From concert and album reviews to feature articles, Third Coast Percussion is in the news.

We are fortunate to have garnered critical acclaim and recognition for so many of our performances and projects. See for yourself what the buzz is all about by reading what the press has to say! Browse reviews, articles, and much more below.

NPR: “Derivative” review

May 12, 2022, by Tom Huizenga

The fact that the members of Third Coast Percussion are banging on various types of metal on "Derivative" makes a curious connection to its composer, the electronic music producer Jlin (Jerrilynn Patton). In 2015, when she released her debut album, Dark Energy, she was working in the steel mills near her native Gary, Ind.

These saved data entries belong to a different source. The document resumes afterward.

//! Pinecone records API client.
//!
//! Uses indexes with integrated embedding: records are upserted as text
//! and searched with text, so no local embedding call is needed.

use super::{PassageRecord, SearchResult, VectorIndex, NO_CONTENT_SENTINEL};
use crate::content::ContentType;
use crate::error::{CuratorError, Result};
use async_trait::async_trait;
use reqwest::StatusCode;
use serde::Deserialize;
use serde_json::json;
use std::time::Duration;
use tracing::{debug, instrument};

const API_VERSION: &str = "2025-01";

/// Pinecone's name for the unnamed namespace.
const UNNAMED_NAMESPACE: &str = "__default__";

/// Metadata fields returned with every hit.
const FIELDS: [&str; 4] = ["title", "url", "type", "text"];

/// Client for one Pinecone index.
pub struct PineconeIndex {
    client: reqwest::Client,
    host: String,
    api_key: String,
}

impl PineconeIndex {
    /// Create a client for the index at `host`.
    pub fn new(host: &str, api_key: &str, timeout: Duration) -> Result<Self> {
        if api_key.trim().is_empty() {
            return Err(CuratorError::MissingCredential("Pinecone API key is empty".to_string()));
        }
        let host = host.trim_end_matches('/');
        let host = if host.starts_with("http://") || host.starts_with("https://") {
            host.to_string()
        } else {
            format!("https://{}", host)
        };

        let client = reqwest::Client::builder().timeout(timeout).build()?;

        Ok(Self {
            client,
            host,
            api_key: api_key.to_string(),
        })
    }

    fn endpoint(&self, namespace: &str, action: &str) -> String {
        let namespace = if namespace.is_empty() {
            UNNAMED_NAMESPACE
        } else {
            namespace
        };
        format!("{}/records/namespaces/{}/{}", self.host, namespace, action)
    }

    async fn check(response: reqwest::Response, namespace: &str) -> Result<reqwest::Response> {
        let status = response.status();
        if status.is_success() {
            return Ok(response);
        }
        let body = response.text().await.unwrap_or_default();
        Err(classify_response(status, &body, namespace))
    }
}

/// Map an unsuccessful Pinecone response to an error.
fn classify_response(status: StatusCode, body: &str, namespace: &str) -> CuratorError {
    let detail = format!("Pinecone {}: {}", status, body.trim());

    if status == StatusCode::TOO_MANY_REQUESTS || body.contains("RESOURCE_EXHAUSTED") {
        return CuratorError::RateLimited(detail);
    }
    match status {
        StatusCode::UNAUTHORIZED | StatusCode::FORBIDDEN => CuratorError::Auth(detail),
        StatusCode::NOT_FOUND if body.to_lowercase().contains("namespace") => {
            CuratorError::NamespaceNotFound(namespace.to_string())
        }
        s if s.is_server_error() => CuratorError::ServiceUnavailable(detail),
        s if s.is_client_error() => CuratorError::InvalidInput(detail),
        _ => CuratorError::Search(detail),
    }
}

#[derive(Debug, Deserialize)]
struct SearchResponse {
    result: SearchHits,
}

#[derive(Debug, Deserialize)]
struct SearchHits {
    #[serde(default)]
    hits: Vec<Hit>,
}

#[derive(Debug, Deserialize)]
struct Hit {
    #[serde(rename = "_id")]
    id: String,
    #[serde(rename = "_score")]
    score: f32,
    #[serde(default)]
    fields: HitFields,
}

#[derive(Debug, Default, Deserialize)]
struct HitFields {
    title: Option<String>,
    url: Option<String>,
    #[serde(rename = "type")]
    content_type: Option<String>,
    text: Option<String>,
}

impl Hit {
    fn into_result(self) -> SearchResult {
        let fields = self.fields;
        let url = fields.url.unwrap_or_default();
        let content_type = fields
            .content_type
            .as_deref()
            .and_then(|t| t.parse().ok())
            .or_else(|| content_type_from_url(&url))
            .unwrap_or(ContentType::Blog);

        SearchResult {
            title: fields.title.unwrap_or(self.id),
            url,
            content_type,
            score: self.score,
            text: fields.text.filter(|t| !t.trim().is_empty() && t != NO_CONTENT_SENTINEL),
        }
    }
}

fn content_type_from_url(url: &str) -> Option<ContentType> {
    url.split('/').find_map(ContentType::from_path_segment)
}

/// Newline-delimited JSON body for the upsert endpoint.
fn upsert_body(records: &[PassageRecord]) -> Result<String> {
    let mut body = String::new();
    for record in records {
        let line = json!({
            "_id": record.id,
            "text": record.text,
            "title": record.title,
            "url": record.url,
            "type": record.content_type.to_string(),
        });
        body.push_str(&serde_json::to_string(&line)?);
        body.push('\n');
    }
    Ok(body)
}

#[async_trait]
impl VectorIndex for PineconeIndex {
    fn name(&self) -> &str {
        "pinecone"
    }

    #[instrument(skip(self))]
    async fn search(&self, query: &str, top_k: usize, namespace: &str) -> Result<Vec<SearchResult>> {
        let body = json!({
            "query": {
                "inputs": { "text": query },
                "top_k": top_k,
            },
            "fields": FIELDS,
        });

        let response = self
            .client
            .post(self.endpoint(namespace, "search"))
            .header("Api-Key", &self.api_key)
            .header("X-Pinecone-API-Version", API_VERSION)
            .json(&body)
            .send()
            .await?;

        let response = Self::check(response, namespace).await?;
        let parsed: SearchResponse = response.json().await?;
        debug!("Pinecone returned {} hits", parsed.result.hits.len());

        Ok(parsed.result.hits.into_iter().map(Hit::into_result).collect())
    }

    #[instrument(skip(self, records), fields(count = records.len()))]
    async fn upsert(&self, records: &[PassageRecord], namespace: &str) -> Result<()> {
        if records.is_empty() {
            return Ok(());
        }

        let response = self
            .client
            .post(self.endpoint(namespace, "upsert"))
            .header("Api-Key", &self.api_key)
            .header("X-Pinecone-API-Version", API_VERSION)
            .header("Content-Type", "application/x-ndjson")
            .body(upsert_body(records)?)
            .send()
            .await?;

        Self::check(response, namespace).await?;
        Ok(())
    }
}

#[cfg(test)]
mod tests {
    use super::*;

    #[test]
    fn test_classify_rate_limits() {
        let err = classify_response(StatusCode::TOO_MANY_REQUESTS, "slow down", "ns");
        assert!(err.is_rate_limited());

        let err = classify_response(
            StatusCode::BAD_REQUEST,
            r#"{"error":{"code":"RESOURCE_EXHAUSTED","message":"quota"}}"#,
            "ns",
        );
        assert!(err.is_rate_limited());
    }

    #[test]
    fn test_classify_other_statuses() {
        assert!(matches!(
            classify_response(StatusCode::UNAUTHORIZED, "bad key", "ns"),
            CuratorError::Auth(_)
        ));
        assert!(matches!(
            classify_response(StatusCode::NOT_FOUND, r#"{"error":{"message":"Namespace not found"}}"#, "docs"),
            CuratorError::NamespaceNotFound(ns) if ns == "docs"
        ));
        assert!(matches!(
            classify_response(StatusCode::NOT_FOUND, "index missing", "docs"),
            CuratorError::InvalidInput(_)
        ));
        assert!(matches!(
            classify_response(StatusCode::BAD_GATEWAY, "", "ns"),
            CuratorError::ServiceUnavailable(_)
        ));
    }

    #[test]
    fn test_endpoint_maps_unnamed_namespace() {
        let index = PineconeIndex::new("my-index.svc.pinecone.io/", "key", Duration::from_secs(5)).unwrap();
        assert_eq!(
            index.endpoint("", "search"),
            "https://my-index.svc.pinecone.io/records/namespaces/__default__/search"
        );
        assert_eq!(
            index.endpoint("content-library", "upsert"),
            "https://my-index.svc.pinecone.io/records/namespaces/content-library/upsert"
        );
    }

    #[test]
    fn test_empty_key_rejected() {
        assert!(matches!(
            PineconeIndex::new("host", " ", Duration::from_secs(1)),
            Err(CuratorError::MissingCredential(_))
        ));
    }

    #[test]
    fn test_parse_hits() {
        let json = r#"{
            "result": { "hits": [
                { "_id": "intro-0", "_score": 0.87,
                  "fields": { "title": "Intro", "url": "/library/video-content/intro", "type": "video", "text": "Welcome." } },
                { "_id": "notes-2", "_score": 0.41,
                  "fields": { "url": "/library/blog-content/notes", "text": "No content available" } }
            ] },
            "usage": { "read_units": 1 }
        }"#;
        let parsed: SearchResponse = serde_json::from_str(json).unwrap();
        let results: Vec<SearchResult> = parsed.result.hits.into_iter().map(Hit::into_result).collect();

        assert_eq!(results[0].title, "Intro");
        assert_eq!(results[0].content_type, ContentType::Video);
        assert_eq!(results[0].text.as_deref(), Some("Welcome."));

        assert_eq!(results[1].title, "notes-2");
        assert_eq!(results[1].content_type, ContentType::Blog);
        assert!(results[1].needs_backfill());
    }

    #[test]
    fn test_upsert_body_is_ndjson() {
        let records = vec![
            PassageRecord {
                id: "a-0".to_string(),
                text: "First.".to_string(),
                title: "A".to_string(),
                url: "/library/blog-content/a".to_string(),
                content_type: ContentType::Blog,
            },
            PassageRecord {
                id: "a-1".to_string(),
                text: "Second.".to_string(),
                title: "A".to_string(),
                url: "/library/blog-content/a".to_string(),
                content_type: ContentType::Blog,
            },
        ];
        let body = upsert_body(&records).unwrap();
        let lines: Vec<&str> = body.lines().collect();
        assert_eq!(lines.len(), 2);

        let first: serde_json::Value = serde_json::from_str(lines[0]).unwrap();
        assert_eq!(first["_id"], "a-0");
        assert_eq!(first["type"], "blog");
    }
}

Jlin has come a long way since, taking her lightning quick pulsations, inspired by Chicago's footwork music scene, worldwide and collaborating with artists such as William Basinski, Holly Herndon, and this Chicago-based percussion ensemble. "Derivative" is part of a 30-minute suite called Perspective, and it uncorks a major, if sometimes woozy, groove, fueled by metal bowls filled with water, various gongs and a kick drum-style beat straight out of Led Zeppelin's "When the Levee Breaks." Jlin created the entire suite as electronic tracks, one layer at a time, without notation. The Third Coast musicians translated her subtle, interlocking patterns into a version they could perform…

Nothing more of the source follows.